------ Data to examine

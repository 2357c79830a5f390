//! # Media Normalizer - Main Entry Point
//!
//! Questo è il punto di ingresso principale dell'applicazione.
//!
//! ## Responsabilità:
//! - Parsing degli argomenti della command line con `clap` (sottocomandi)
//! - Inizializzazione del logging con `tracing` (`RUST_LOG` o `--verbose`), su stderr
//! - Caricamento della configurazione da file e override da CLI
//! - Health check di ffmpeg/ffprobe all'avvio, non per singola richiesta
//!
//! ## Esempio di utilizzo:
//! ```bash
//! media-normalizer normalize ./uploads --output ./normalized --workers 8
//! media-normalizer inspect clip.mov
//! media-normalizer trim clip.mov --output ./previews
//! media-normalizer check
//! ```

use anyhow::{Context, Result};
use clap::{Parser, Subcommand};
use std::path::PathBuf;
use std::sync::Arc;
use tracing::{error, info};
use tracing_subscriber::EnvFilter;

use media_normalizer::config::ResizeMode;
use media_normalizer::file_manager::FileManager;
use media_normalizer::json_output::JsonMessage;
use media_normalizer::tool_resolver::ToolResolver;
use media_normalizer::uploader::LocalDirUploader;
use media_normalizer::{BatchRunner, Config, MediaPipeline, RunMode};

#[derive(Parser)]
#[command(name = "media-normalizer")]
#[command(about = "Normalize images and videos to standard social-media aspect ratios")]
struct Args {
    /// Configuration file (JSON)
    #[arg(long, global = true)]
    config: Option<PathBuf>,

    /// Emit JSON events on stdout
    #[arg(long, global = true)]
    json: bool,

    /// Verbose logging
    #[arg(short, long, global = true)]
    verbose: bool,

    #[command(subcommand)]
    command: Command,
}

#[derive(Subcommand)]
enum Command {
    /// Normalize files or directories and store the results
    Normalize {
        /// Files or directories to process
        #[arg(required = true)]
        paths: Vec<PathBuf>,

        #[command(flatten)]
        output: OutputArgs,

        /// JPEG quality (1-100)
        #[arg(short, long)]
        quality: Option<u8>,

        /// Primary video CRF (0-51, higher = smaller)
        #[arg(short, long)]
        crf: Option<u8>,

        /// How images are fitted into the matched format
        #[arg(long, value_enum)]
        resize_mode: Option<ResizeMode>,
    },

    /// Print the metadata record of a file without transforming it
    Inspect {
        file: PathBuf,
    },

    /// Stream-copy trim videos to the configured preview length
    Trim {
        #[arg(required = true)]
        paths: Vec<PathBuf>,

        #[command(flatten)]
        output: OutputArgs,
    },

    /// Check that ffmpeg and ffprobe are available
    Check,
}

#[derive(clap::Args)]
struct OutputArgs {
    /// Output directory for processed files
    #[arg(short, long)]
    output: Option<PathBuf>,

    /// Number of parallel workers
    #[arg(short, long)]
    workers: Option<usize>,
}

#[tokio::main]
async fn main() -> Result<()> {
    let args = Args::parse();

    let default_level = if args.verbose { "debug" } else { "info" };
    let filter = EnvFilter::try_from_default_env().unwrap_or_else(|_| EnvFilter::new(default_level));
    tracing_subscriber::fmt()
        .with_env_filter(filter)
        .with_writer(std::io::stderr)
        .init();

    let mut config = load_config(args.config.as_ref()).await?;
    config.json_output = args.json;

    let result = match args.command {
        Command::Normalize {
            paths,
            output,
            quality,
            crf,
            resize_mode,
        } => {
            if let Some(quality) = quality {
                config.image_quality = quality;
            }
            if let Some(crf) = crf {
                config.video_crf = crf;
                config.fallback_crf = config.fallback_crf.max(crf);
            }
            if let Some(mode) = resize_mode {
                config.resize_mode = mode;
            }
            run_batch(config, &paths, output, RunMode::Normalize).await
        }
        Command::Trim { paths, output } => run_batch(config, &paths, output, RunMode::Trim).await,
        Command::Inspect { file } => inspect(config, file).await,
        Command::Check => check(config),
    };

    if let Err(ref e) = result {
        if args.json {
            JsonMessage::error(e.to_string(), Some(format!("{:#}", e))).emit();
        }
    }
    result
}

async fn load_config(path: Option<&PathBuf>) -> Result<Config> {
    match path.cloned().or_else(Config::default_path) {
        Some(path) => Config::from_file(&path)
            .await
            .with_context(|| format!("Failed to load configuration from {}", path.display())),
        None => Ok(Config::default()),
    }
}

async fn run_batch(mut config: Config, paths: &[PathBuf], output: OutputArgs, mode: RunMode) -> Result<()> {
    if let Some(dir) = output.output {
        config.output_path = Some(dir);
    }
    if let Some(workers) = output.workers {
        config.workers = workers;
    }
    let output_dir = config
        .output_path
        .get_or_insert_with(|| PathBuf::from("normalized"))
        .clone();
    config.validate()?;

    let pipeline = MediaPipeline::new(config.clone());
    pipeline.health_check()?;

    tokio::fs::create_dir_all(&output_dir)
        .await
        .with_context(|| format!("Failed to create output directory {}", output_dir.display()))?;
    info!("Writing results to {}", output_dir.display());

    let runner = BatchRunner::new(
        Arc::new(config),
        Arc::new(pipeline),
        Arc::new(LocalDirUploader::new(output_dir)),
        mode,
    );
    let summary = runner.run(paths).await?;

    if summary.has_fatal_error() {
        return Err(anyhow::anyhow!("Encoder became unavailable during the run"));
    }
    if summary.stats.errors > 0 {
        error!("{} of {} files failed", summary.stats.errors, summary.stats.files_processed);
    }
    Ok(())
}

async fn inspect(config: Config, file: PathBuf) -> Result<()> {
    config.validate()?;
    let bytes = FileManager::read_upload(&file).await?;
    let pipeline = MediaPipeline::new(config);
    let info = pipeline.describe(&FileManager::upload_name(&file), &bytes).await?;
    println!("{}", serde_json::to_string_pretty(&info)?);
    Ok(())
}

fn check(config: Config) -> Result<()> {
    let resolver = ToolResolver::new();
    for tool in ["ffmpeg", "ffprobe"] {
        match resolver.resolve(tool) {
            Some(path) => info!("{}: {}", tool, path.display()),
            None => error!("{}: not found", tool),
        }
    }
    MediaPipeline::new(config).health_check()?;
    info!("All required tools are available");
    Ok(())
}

------------

- [Work request] Once the line with "without transforming it" is found in the records above, print exactly that line and every line after it through the line with "if let Some(quality)".

- [Written response]
    /// Print the metadata record of a file without transforming it
    Inspect {
        file: PathBuf,
    },

    /// Stream-copy trim videos to the configured preview length
    Trim {
        #[arg(required = true)]
        paths: Vec<PathBuf>,

        #[command(flatten)]
        output: OutputArgs,
    },

    /// Check that ffmpeg and ffprobe are available
    Check,
}

#[derive(clap::Args)]
struct OutputArgs {
    /// Output directory for processed files
    #[arg(short, long)]
    output: Option<PathBuf>,

    /// Number of parallel workers
    #[arg(short, long)]
    workers: Option<usize>,
}

#[tokio::main]
async fn main() -> Result<()> {
    let args = Args::parse();

    let default_level = if args.verbose { "debug" } else { "info" };
    let filter = EnvFilter::try_from_default_env().unwrap_or_else(|_| EnvFilter::new(default_level));
    tracing_subscriber::fmt()
        .with_env_filter(filter)
        .with_writer(std::io::stderr)
        .init();

    let mut config = load_config(args.config.as_ref()).await?;
    config.json_output = args.json;

    let result = match args.command {
        Command::Normalize {
            paths,
            output,
            quality,
            crf,
            resize_mode,
        } => {
            if let Some(quality) = quality {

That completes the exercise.